Current use of HER2 tests

Abstract

Reliable detection of HER2 overexpression is important for the success of trastuzumab (Herceptin→) therapy. Several methods are available for measuring HER2 expression at the DNA, RNA or protein level. The method most frequently employed is immunohistochemical (IHC) detection of the HER2 receptor in paraffin sections. Advantages include the precise localization of the HER2 protein, the availability of paraffin material and the ease of the procedure. However, IHC can be influenced by the sensitivity/specificity of the antibody, tissue treatment and, in particular, subjective assessment. These disadvantages do not exist in the detection of gene amplification by fluorescence in situ hybridization (FISH) or polymerase chain reaction. However, FISH requires expensive equipment that is not widely available in pathology laboratories. Another approach quantitates shed HER2 antigen in the serum by an enzyme-linked immunosorbent assay.

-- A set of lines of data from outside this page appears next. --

//! Quadrature rules for the unit time interval $[0, 1]$.
//!
//! A single time step is always mapped onto the reference interval $[0, 1]$, so the
//! rules here are stated on that interval rather than the symmetric interval $[-1, 1]$
//! customary in the quadrature literature. Given `n` points, the Gauss rule integrates
//! polynomials of degree up to `2n - 1` exactly, the Gauss-Lobatto rule up to `2n - 3`.

use std::f64::consts::PI;

use itertools::izip;
use serde::{Deserialize, Serialize};

use crate::Real;

/// Recurrence relation for Legendre polynomials on $[-1, 1]$.
///
/// The derivative formulas divide by $x^2 - 1$, so they are only usable in the
/// open interval $(-1, 1)$. All root finding below only ever evaluates there.
#[derive(Debug, Default)]
pub(crate) struct LegendreRecurrence {
    n: usize,
    x: f64,
    // p_n(x) and p_{n - 1}(x)
    p: f64,
    p_prev: f64,
}

impl LegendreRecurrence {
    pub fn evaluate(n: usize, x: f64) -> Self {
        // m P_m(x) = (2m - 1) x P_{m - 1}(x) - (m - 1) P_{m - 2}(x)
        let mut p = 1.0;
        let mut p_prev = 0.0;
        for m in 1..=n {
            let m = m as f64;
            let p_prev2 = p_prev;
            p_prev = p;
            p = ((2.0 * m - 1.0) * x * p_prev - (m - 1.0) * p_prev2) / m;
        }
        Self { n, x, p, p_prev }
    }

    pub fn value(&self) -> f64 {
        self.p
    }

    pub fn derivative(&self) -> f64 {
        let n = self.n as f64;
        // P_n'(x) = n (x P_n(x) - P_{n - 1}(x)) / (x^2 - 1)
        n * (self.x * self.p - self.p_prev) / (self.x * self.x - 1.0)
    }

    pub fn second_derivative(&self) -> f64 {
        let n = self.n as f64;
        // Legendre's differential equation: (1 - x^2) P_n'' = 2 x P_n' - n (n + 1) P_n
        (2.0 * self.x * self.derivative() - n * (n + 1.0) * self.p) / (1.0 - self.x * self.x)
    }
}

/// A quadrature rule on the unit time interval $[0, 1]$.
#[derive(Debug, Clone, PartialEq, Serialize, Deserialize)]
pub struct TimeQuadrature<T> {
    weights: Vec<T>,
    points: Vec<T>,
}

impl<T> TimeQuadrature<T> {
    pub fn weights(&self) -> &[T] {
        &self.weights
    }

    pub fn points(&self) -> &[T] {
        &self.points
    }

    pub fn len(&self) -> usize {
        self.points.len()
    }

    pub fn is_empty(&self) -> bool {
        self.points.is_empty()
    }
}

impl<T: Real> TimeQuadrature<T> {
    /// Creates a rule from explicit points and weights.
    ///
    /// # Panics
    ///
    /// Panics if the lengths differ or if any point lies outside $[0, 1]$.
    pub fn from_points_and_weights(points: Vec<T>, weights: Vec<T>) -> Self {
        assert_eq!(points.len(), weights.len(), "every point must have a weight");
        assert!(
            points.iter().all(|x| *x >= T::zero() && *x <= T::one()),
            "quadrature points must lie in the unit interval"
        );
        Self { weights, points }
    }

    /// The Gauss-Legendre rule with the given number of points, exact for
    /// polynomials of degree `2 * num_points - 1`.
    ///
    /// # Panics
    ///
    /// Panics if zero points are requested.
    pub fn gauss(num_points: usize) -> Self {
        let n = num_points;
        assert!(n > 0, "number of points must be positive");

        // Loosely based on the procedure in
        // Numerical Recipes, The art of Scientific Computing, Third Edition (2007)
        let m = (n + 1) / 2;
        let mut points = Vec::with_capacity(n);
        let mut weights = Vec::with_capacity(n);

        // Only find the first m roots of P_n. The remaining roots follow by symmetry
        for i in 0..m {
            let mut x = (PI * (i as f64 + 0.75) / (n as f64 + 0.5)).cos();
            let mut recurrence = LegendreRecurrence::evaluate(n, x);
            loop {
                let dx = -recurrence.value() / recurrence.derivative();
                x += dx;
                recurrence = LegendreRecurrence::evaluate(n, x);
                if dx.abs() <= 1e-15 {
                    break;
                }
            }
            let dp = recurrence.derivative();
            points.push(x);
            weights.push(2.0 / ((1.0 - x * x) * dp * dp));
        }
        for i in m..n {
            let mirror_idx = n - i - 1;
            points.push(-points[mirror_idx]);
            weights.push(weights[mirror_idx]);
        }
        // The roots come out in descending order
        points.reverse();
        weights.reverse();

        Self::convert_from_symmetric(points, weights)
    }

    /// The Gauss-Lobatto-Legendre rule with the given number of points, exact for
    /// polynomials of degree `2 * num_points - 3`. The first and last points coincide
    /// with the interval endpoints.
    ///
    /// # Panics
    ///
    /// Panics if fewer than two points are requested.
    pub fn gauss_lobatto(num_points: usize) -> Self {
        let n = num_points;
        assert!(n >= 2, "a Lobatto rule contains both endpoints");

        let mut points = Vec::with_capacity(n);
        points.push(-1.0);
        // The interior points are the roots of P'_{n - 1}, found by Newton iteration
        // from the Chebyshev-Lobatto points
        for i in (1..n - 1).rev() {
            let mut x = (PI * i as f64 / (n as f64 - 1.0)).cos();
            let mut recurrence = LegendreRecurrence::evaluate(n - 1, x);
            loop {
                let dx = -recurrence.derivative() / recurrence.second_derivative();
                x += dx;
                recurrence = LegendreRecurrence::evaluate(n - 1, x);
                if dx.abs() <= 1e-15 {
                    break;
                }
            }
            points.push(x);
        }
        points.push(1.0);

        // A single weight formula covers interior points and endpoints alike
        let nf = n as f64;
        let weights = points
            .iter()
            .map(|&x| {
                let p = LegendreRecurrence::evaluate(n - 1, x).value();
                2.0 / (nf * (nf - 1.0) * p * p)
            })
            .collect();

        Self::convert_from_symmetric(points, weights)
    }

    /// Integrates the given function with this rule.
    pub fn integrate<F>(&self, f: F) -> T
    where
        F: Fn(T) -> T,
    {
        izip!(&self.weights, &self.points).fold(T::zero(), |acc, (&w, &x)| acc + w * f(x))
    }

    /// Maps an `f64` rule on $[-1, 1]$ onto $[0, 1]$ and converts it to `T`.
    fn convert_from_symmetric(points: Vec<f64>, weights: Vec<f64>) -> Self {
        let convert = |x: f64| T::from_f64(x).expect("Rule data must fit in T");
        Self {
            points: points.iter().map(|&x| convert((x + 1.0) / 2.0)).collect(),
            weights: weights.iter().map(|&w| convert(w / 2.0)).collect(),
        }
    }
}
use matrixcompare::assert_scalar_eq;
use nalgebra::dvector;

use skoll::nullspace::{Nullspace, StageNullspace};
use skoll::space::{FunctionSpace, StageLayout};
use skoll::ConfigError;

#[test]
fn constant_nullspace_is_a_vector_of_ones() {
    let space = FunctionSpace::from_field_dims(vec![2, 3]);
    let nullspace = Nullspace::<f64>::constants(1, &space);
    let components = nullspace.components();
    assert_eq!(components.len(), 1);
    assert_eq!(components[0].0, 1);
    assert_eq!(&components[0].1, &dvector![1.0, 1.0, 1.0]);
    assert_eq!(nullspace.validate(&space), Ok(()));
}

#[test]
fn nullspace_fields_must_be_sorted() {
    let space = FunctionSpace::from_field_dims(vec![1, 1]);
    let nullspace = Nullspace::new(vec![(1, dvector![1.0]), (0, dvector![1.0])]);
    assert_eq!(nullspace.validate(&space), Err(ConfigError::UnsortedNullspaceFields));
}

#[test]
fn nullspace_components_must_match_the_field_dimension() {
    let space = FunctionSpace::from_field_dims(vec![3]);
    let nullspace = Nullspace::new(vec![(0, dvector![1.0, 1.0])]);
    assert_eq!(
        nullspace.validate(&space),
        Err(ConfigError::NullspaceDimensionMismatch {
            field: 0,
            expected: 3,
            found: 2,
        })
    );
}

#[test]
fn nullspace_components_must_be_nonzero() {
    let space = FunctionSpace::scalar_field(2);
    let nullspace = Nullspace::new(vec![(0, dvector![0.0, 0.0])]);
    assert_eq!(nullspace.validate(&space), Err(ConfigError::ZeroNullspaceVector { field: 0 }));
}

#[test]
fn nullspace_fields_must_exist() {
    let space = FunctionSpace::scalar_field(1);
    let nullspace = Nullspace::new(vec![(2, dvector![1.0])]);
    assert_eq!(
        nullspace.validate(&space),
        Err(ConfigError::FieldIndexOutOfRange {
            field: 2,
            num_fields: 1,
        })
    );
}

#[test]
fn replication_embeds_a_normalized_copy_per_stage() {
    let space = FunctionSpace::scalar_field(2);
    let layout = StageLayout::new(2, &space);
    let nullspace = Nullspace::<f64>::constants(0, &space);
    let replicated = StageNullspace::replicate(&nullspace, &layout);

    assert_eq!(replicated.num_vectors(), 2);
    let vectors = replicated.vectors();
    let expected = 0.5_f64.sqrt();
    for (stage, vector) in vectors.iter().enumerate() {
        assert_eq!(vector.len(), layout.total_dim());
        for (i, &entry) in vector.iter().enumerate() {
            let in_stage_block = layout.stage_range(stage).contains(&i);
            let target = if in_stage_block { expected } else { 0.0 };
            assert_scalar_eq!(entry, target, comp = abs, tol = 1e-15);
        }
    }

    // Distinct stages occupy disjoint blocks, so the replicated basis is orthonormal
    assert_scalar_eq!(vectors[0].dot(&vectors[1]), 0.0, comp = abs, tol = 1e-15);
    assert_scalar_eq!(vectors[0].norm(), 1.0, comp = abs, tol = 1e-15);
    assert_scalar_eq!(vectors[1].norm(), 1.0, comp = abs, tol = 1e-15);
}
//! Single-label topic classification through the chat-completion API.
//!
//! The classifier never fails from the caller's point of view: an empty reply
//! becomes [`UNCLASSIFIED`] and an API error becomes a
//! `"classification failed: …"` sentinel stored in the topic field. Mixing
//! diagnostics into the label field is kept for output compatibility; callers
//! that need to tell the two apart can use [`is_failure_sentinel`].

use crate::api::{ChatCompletion, ChatMessage, ChatRequest};
use crate::models::UNCLASSIFIED;
use crate::utils::{error_chain, truncate_chars};
use tracing::{debug, instrument, warn};

/// Prefix of the topic assigned when the classification request fails.
pub const CLASSIFICATION_FAILED: &str = "classification failed";

/// How much of the article content is sent along with the title.
pub const CONTENT_PROMPT_CHARS: usize = 500;

const TEMPERATURE: f32 = 0.3;
const MAX_TOKENS: u32 = 20;

const SYSTEM_PROMPT: &str = "You are an expert at classifying news stories by topic. \
Given a news headline and its content, reply with the single most fitting topic label, \
for example: Technology, Finance, Politics, Industry Trends, International, Profiles, \
Consumer, AI, Startups, Education, Health. \
Reply with the label only, without any explanation.";

/// Labels news items with one topic each.
#[derive(Debug)]
pub struct TopicClassifier<C> {
    chat: C,
}

impl<C: ChatCompletion> TopicClassifier<C> {
    pub fn new(chat: C) -> Self {
        Self { chat }
    }

    #[cfg(test)]
    pub(crate) fn chat(&self) -> &C {
        &self.chat
    }

    /// Build the request sent for one headline.
    pub fn request(&self, title: &str, content: &str) -> ChatRequest {
        ChatRequest {
            model: None,
            messages: vec![
                ChatMessage::system(SYSTEM_PROMPT),
                ChatMessage::user(format!(
                    "Title: {}\nContent: {}",
                    title,
                    truncate_chars(content, CONTENT_PROMPT_CHARS)
                )),
            ],
            temperature: Some(TEMPERATURE),
            max_tokens: Some(MAX_TOKENS),
        }
    }

    /// Return a topic label for `title` and `content`.
    ///
    /// One attempt, no retry. See the module docs for the failure sentinels.
    #[instrument(level = "info", skip_all, fields(%title))]
    pub async fn classify(&self, title: &str, content: &str) -> String {
        match self.chat.complete(&self.request(title, content)).await {
            Ok(reply) => {
                let topic = reply.trim();
                if topic.is_empty() {
                    debug!("Empty classification reply");
                    UNCLASSIFIED.to_string()
                } else {
                    debug!(%topic, "Classified");
                    topic.to_string()
                }
            }
            Err(e) => {
                let reason = error_chain(&*e);
                warn!(error = %reason, "Classification failed; storing sentinel topic");
                format!("{CLASSIFICATION_FAILED}: {reason}")
            }
        }
    }
}

/// Whether a topic is the sentinel produced by a failed classification.
pub fn is_failure_sentinel(topic: &str) -> bool {
    topic.starts_with(CLASSIFICATION_FAILED)
}
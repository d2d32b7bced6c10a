//! Markdown digest of a search.
//!
//! The digest has a header, any warnings the run produced, the per-topic
//! distribution, and one table row per item.

use crate::analysis::topic_counts;
use crate::models::{NewsItem, SearchReport};
use crate::utils::truncate_chars;
use std::error::Error;
use std::fmt::Write;
use tokio::fs;
use tracing::{info, instrument};

/// Snippet length shown in the items table.
const TABLE_SNIPPET_CHARS: usize = 120;

fn cell(text: &str) -> String {
    text.split_whitespace().collect::<Vec<_>>().join(" ").replace('|', "\\|")
}

/// Render `items` (usually the report's items after a topic filter) as Markdown.
pub fn report_to_markdown(report: &SearchReport, items: &[&NewsItem]) -> String {
    let mut md = String::new();

    writeln!(md, "# News search: {}\n", report.keyword).unwrap();
    writeln!(
        md,
        "_{} {} · sources: {}_\n",
        report.local_date,
        report.local_time,
        if report.sources.is_empty() {
            "(none)".to_string()
        } else {
            report.sources.join(", ")
        }
    )
    .unwrap();

    if !report.warnings.is_empty() {
        writeln!(md, "## Warnings\n").unwrap();
        for warning in &report.warnings {
            writeln!(md, "- {}", cell(warning)).unwrap();
        }
        writeln!(md).unwrap();
    }

    if items.is_empty() {
        writeln!(
            md,
            "No headlines to show. Try another keyword, more sources, or a wider topic filter."
        )
        .unwrap();
        return md;
    }

    writeln!(md, "## Topic distribution\n").unwrap();
    writeln!(md, "| Topic | Items |").unwrap();
    writeln!(md, "| --- | ---: |").unwrap();
    for count in topic_counts(items) {
        writeln!(md, "| {} | {} |", cell(&count.topic), count.count).unwrap();
    }
    writeln!(md).unwrap();

    writeln!(md, "## Items\n").unwrap();
    writeln!(md, "| Topic | Source | Title | Snippet |").unwrap();
    writeln!(md, "| --- | --- | --- | --- |").unwrap();
    for item in items {
        let snippet = cell(&item.content_snippet);
        let snippet = if snippet.chars().count() > TABLE_SNIPPET_CHARS {
            format!("{}…", truncate_chars(&snippet, TABLE_SNIPPET_CHARS))
        } else {
            snippet
        };
        writeln!(
            md,
            "| {} | {} | [{}](<{}>) | {} |",
            cell(&item.topic),
            cell(&item.source_name),
            cell(&item.title),
            item.article_url,
            snippet
        )
        .unwrap();
    }

    md
}

/// Write a digest next to other digests and return its path.
///
/// # Output Path
///
/// `{markdown_output_dir}/{local_date}_{keyword-slug}_{HHMMSS}.md`
#[instrument(level = "info", skip_all, fields(%markdown_output_dir))]
pub async fn write_markdown(
    report: &SearchReport,
    markdown: &str,
    markdown_output_dir: &str,
) -> Result<String, Box<dyn Error>> {
    fs::create_dir_all(markdown_output_dir).await?;
    let stem = super::json::report_filename(report);
    let path = format!(
        "{}/{}_{}",
        markdown_output_dir.trim_end_matches('/'),
        report.local_date,
        stem.trim_end_matches(".json")
    ) + ".md";
    fs::write(&path, markdown).await?;
    info!(%path, "Wrote Markdown digest");
    Ok(path)
}
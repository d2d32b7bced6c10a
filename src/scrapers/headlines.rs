//! Headline collector.
//!
//! Given a list page, the tag its headlines are (presumably) wrapped in, and a
//! keyword, this module finds matching headlines, resolves their links, and
//! fetches a snippet of each article.
//!
//! # Matching
//!
//! Every element named `tag` is a candidate. Its text, trimmed, is the title;
//! titles that are empty or do not contain the keyword (case-sensitive) are
//! skipped, as are candidates without a nested `a[href]`. Nothing guarantees the
//! matched elements are actually headlines: a site redesign can silently change
//! what matches.
//!
//! # Links
//!
//! Links are resolved against the list page origin (`scheme://host[:port]`),
//! so `/news/1` and `news/1` both land at the site root. Absolute links pass
//! through. Links that resolve to something without a host are dropped.

use crate::config::HttpConfig;
use crate::models::{NewsItem, Source, SourceBatch, UNCLASSIFIED};
use crate::scrapers::{build_client, fetch_html};
use crate::utils::truncate_chars;
use futures::stream::{self, StreamExt};
use once_cell::sync::Lazy;
use scraper::{Html, Selector};
use std::error::Error;
use tracing::{debug, info, instrument, warn};
use url::Url;

/// Maximum length of a content snippet, in characters.
pub const SNIPPET_MAX_CHARS: usize = 500;

/// Tags whose text makes up the article snippet, in extraction order.
pub const CONTENT_TAGS: [&str; 4] = ["article", "p", "div", "span"];

/// Prefix of the snippet used when an article page cannot be fetched.
pub const CONTENT_FETCH_FAILED: &str = "content fetch failed";

/// Snippet used when an article page has no extractable text.
pub const NO_CONTENT: &str = "no article content extracted";

static ANCHOR: Lazy<Selector> =
    Lazy::new(|| Selector::parse("a[href]").expect("valid anchor selector"));

static CONTENT_SELECTORS: Lazy<Vec<Selector>> = Lazy::new(|| {
    CONTENT_TAGS
        .iter()
        .map(|tag| Selector::parse(tag).expect("valid content selector"))
        .collect()
});

/// A keyword-matching headline with its resolved link, before its article is fetched.
#[derive(Debug, Clone, PartialEq)]
pub struct Headline {
    pub title: String,
    pub url: String,
}

/// Collects keyword-matching headlines from list pages.
#[derive(Debug, Clone)]
pub struct HeadlineCollector {
    client: reqwest::Client,
}

impl HeadlineCollector {
    pub fn new(config: &HttpConfig) -> Result<Self, Box<dyn Error>> {
        Ok(Self {
            client: build_client(config)?,
        })
    }

    /// Collect every headline on `source` containing `keyword`, with article snippets.
    ///
    /// Never fails: a list page that cannot be fetched or parsed yields an empty
    /// batch carrying a warning, and an article that cannot be fetched yields an
    /// item with a placeholder snippet. Items keep list-page order and have their
    /// topic set to [`UNCLASSIFIED`].
    #[instrument(level = "info", skip_all, fields(source = %source.name, url = %source.url, tag = %source.tag))]
    pub async fn collect(&self, source: &Source, keyword: &str) -> SourceBatch {
        let body = match fetch_html(&self.client, &source.url).await {
            Ok(body) => body,
            Err(e) => {
                warn!(error = %e, "List page fetch failed; skipping source");
                return SourceBatch::failed(
                    &source.name,
                    format!("{}: list page fetch failed: {}", source.name, e),
                );
            }
        };

        let headlines = match find_headlines(&body, &source.url, &source.tag, keyword) {
            Ok(headlines) => headlines,
            Err(e) => {
                warn!(error = %e, "List page could not be scanned; skipping source");
                return SourceBatch::failed(&source.name, format!("{}: {}", source.name, e));
            }
        };
        info!(count = headlines.len(), "Indexed matching headlines");

        let items: Vec<NewsItem> = stream::iter(headlines)
            .then(|headline| async move {
                let content_snippet = self.fetch_snippet(&headline.url).await;
                NewsItem {
                    source_name: source.name.clone(),
                    title: headline.title,
                    content_snippet,
                    article_url: headline.url,
                    topic: UNCLASSIFIED.to_string(),
                }
            })
            .collect()
            .await;

        info!(count = items.len(), "Fetched article snippets");
        SourceBatch {
            source_name: source.name.clone(),
            items,
            warning: None,
        }
    }

    /// Fetch an article and return at most [`SNIPPET_MAX_CHARS`] characters of its text.
    ///
    /// Fetch failures come back as a `"content fetch failed: …"` placeholder.
    #[instrument(level = "debug", skip(self))]
    pub async fn fetch_snippet(&self, url: &str) -> String {
        match fetch_html(&self.client, url).await {
            Ok(body) => extract_snippet(&body),
            Err(e) => {
                warn!(%url, error = %e, "Article fetch failed; using placeholder snippet");
                truncate_chars(&format!("{CONTENT_FETCH_FAILED}: {e}"), SNIPPET_MAX_CHARS)
            }
        }
    }
}

/// Scan a list page for headlines whose text contains `keyword`.
///
/// # Errors
///
/// Fails only when `list_url` has no usable origin or `tag` is not a valid
/// selector. Non-matching elements are skipped, not errors.
pub fn find_headlines(
    html: &str,
    list_url: &str,
    tag: &str,
    keyword: &str,
) -> Result<Vec<Headline>, Box<dyn Error>> {
    let base = list_origin(list_url)?;
    let selector =
        Selector::parse(tag).map_err(|e| format!("invalid headline tag {tag:?}: {e}"))?;
    let document = Html::parse_document(html);

    let mut headlines = Vec::new();
    for element in document.select(&selector) {
        let title = element.text().collect::<String>().trim().to_string();
        if title.is_empty() || !title.contains(keyword) {
            continue;
        }
        let Some(href) = element
            .select(&ANCHOR)
            .next()
            .and_then(|a| a.value().attr("href"))
        else {
            debug!(%title, "Headline has no link; skipping");
            continue;
        };
        match resolve_link(&base, href) {
            Some(url) => headlines.push(Headline {
                title,
                url: url.to_string(),
            }),
            None => debug!(%title, %href, "Headline link is not a web URL; skipping"),
        }
    }
    Ok(headlines)
}

/// The `scheme://host[:port]/` origin of a list page, used as the link base.
pub fn list_origin(list_url: &str) -> Result<Url, Box<dyn Error>> {
    let origin = Url::parse(list_url)?.origin();
    if !origin.is_tuple() {
        return Err(format!("list URL has no host: {list_url}").into());
    }
    Ok(Url::parse(&origin.ascii_serialization())?)
}

/// Resolve `href` against `base`, keeping only results that have a host.
pub fn resolve_link(base: &Url, href: &str) -> Option<Url> {
    base.join(href.trim()).ok().filter(|url| url.has_host())
}

/// Concatenate the text of all content-bearing elements and cut it to size.
pub fn extract_snippet(html: &str) -> String {
    let document = Html::parse_document(html);
    let merged = CONTENT_SELECTORS
        .iter()
        .flat_map(|selector| document.select(selector))
        .map(|element| element.text().collect::<String>().trim().to_string())
        .filter(|text| !text.is_empty())
        .collect::<Vec<_>>()
        .join("\n");

    let merged = merged.trim();
    if merged.is_empty() {
        NO_CONTENT.to_string()
    } else {
        truncate_chars(merged, SNIPPET_MAX_CHARS)
    }
}
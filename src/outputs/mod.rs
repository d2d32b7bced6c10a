//! Output generation for search results.
//!
//! # Submodules
//!
//! - [`json`]: Writes and reloads [`SearchReport`](crate::models::SearchReport) files
//! - [`markdown`]: Renders a digest with the topic distribution and item table
//!
//! # Output Structure
//!
//! ```text
//! json_output_dir/
//! └── 2025-05-06/
//!     └── acme_203000.json
//!
//! markdown_output_dir/
//! └── 2025-05-06_acme_203000.md
//! ```

pub mod json;
pub mod markdown;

The key advantage of this method is the ease of sampling blood, however, serum HER2 concentrations do not accurately reflect the tumor status. Furthermore, this method does not register single-cell expression, which is important for therapeutic decision making. For routine diagnostics, the combination of IHC and FISH is useful. In addition to improving the accuracy and comparability of HER2 assays, these optimized protocols may further enhance the efficacy of trastuzumab therapy by selecting those patients most likely to respond.